— Prompt —
Write out the records once more, exactly as given.

--- Records shown Enclosed Below ---

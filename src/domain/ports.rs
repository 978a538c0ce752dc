use crate::domain::model::PipelineReport;
use crate::utils::error::Result;
use async_trait::async_trait;

pub trait Storage: Send + Sync {
    fn read_file(&self, path: &str) -> impl std::future::Future<Output = Result<Vec<u8>>> + Send;
    fn write_file(
        &self,
        path: &str,
        data: &[u8],
    ) -> impl std::future::Future<Output = Result<()>> + Send;
    /// Returns false when the file was already absent.
    fn remove_file(&self, path: &str) -> impl std::future::Future<Output = Result<bool>> + Send;
}

pub trait ConfigProvider: Send + Sync {
    fn project(&self) -> &str;
    fn dataset(&self) -> &str;
    fn location(&self) -> &str;
    fn dry_run(&self) -> bool;
    fn fx_rates_path(&self) -> &str;
    fn ddl_path(&self) -> &str;
    fn report_path(&self) -> &str;
}

/// An external unit of work that materializes one dataset file. The pipeline
/// only learns pass/fail.
#[async_trait]
pub trait DatasetProducer: Send + Sync {
    fn name(&self) -> &str;
    async fn produce(&self) -> Result<()>;
}

/// Opaque warehouse handle: execute a statement and wait, or bulk-load a
/// table with full-overwrite semantics.
#[async_trait]
pub trait Warehouse: Send + Sync {
    async fn execute(&self, sql: &str) -> Result<()>;
    async fn load_table(&self, table: &str, data: &[u8]) -> Result<()>;
}

#[async_trait]
pub trait Pipeline: Send + Sync {
    async fn run(&self) -> Result<PipelineReport>;
}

--- End of Enclosed Records shown ---

— Result of the exercise —
filename src/domain/ports.rs
repository 978a538c0ce752dc
use crate::domain::model::PipelineReport;
use crate::utils::error::Result;
use async_trait::async_trait;

pub trait Storage: Send + Sync {
    fn read_file(&self, path: &str) -> impl std::future::Future<Output = Result<Vec<u8>>> + Send;
    fn write_file(
        &self,
        path: &str,
        data: &[u8],
    ) -> impl std::future::Future<Output = Result<()>> + Send;
    /// Returns false when the file was already absent.
    fn remove_file(&self, path: &str) -> impl std::future::Future<Output = Result<bool>> + Send;
}

pub trait ConfigProvider: Send + Sync {
    fn project(&self) -> &str;
    fn dataset(&self) -> &str;
    fn location(&self) -> &str;
    fn dry_run(&self) -> bool;
    fn fx_rates_path(&self) -> &str;
    fn ddl_path(&self) -> &str;
    fn report_path(&self) -> &str;
}

/// An external unit of work that materializes one dataset file. The pipeline
/// only learns pass/fail.
#[async_trait]
pub trait DatasetProducer: Send + Sync {
    fn name(&self) -> &str;
    async fn produce(&self) -> Result<()>;
}

/// Opaque warehouse handle: execute a statement and wait, or bulk-load a
/// table with full-overwrite semantics.
#[async_trait]
pub trait Warehouse: Send + Sync {
    async fn execute(&self, sql: &str) -> Result<()>;
    async fn load_table(&self, table: &str, data: &[u8]) -> Result<()>;
}

#[async_trait]
pub trait Pipeline: Send + Sync {
    async fn run(&self) -> Result<PipelineReport>;
}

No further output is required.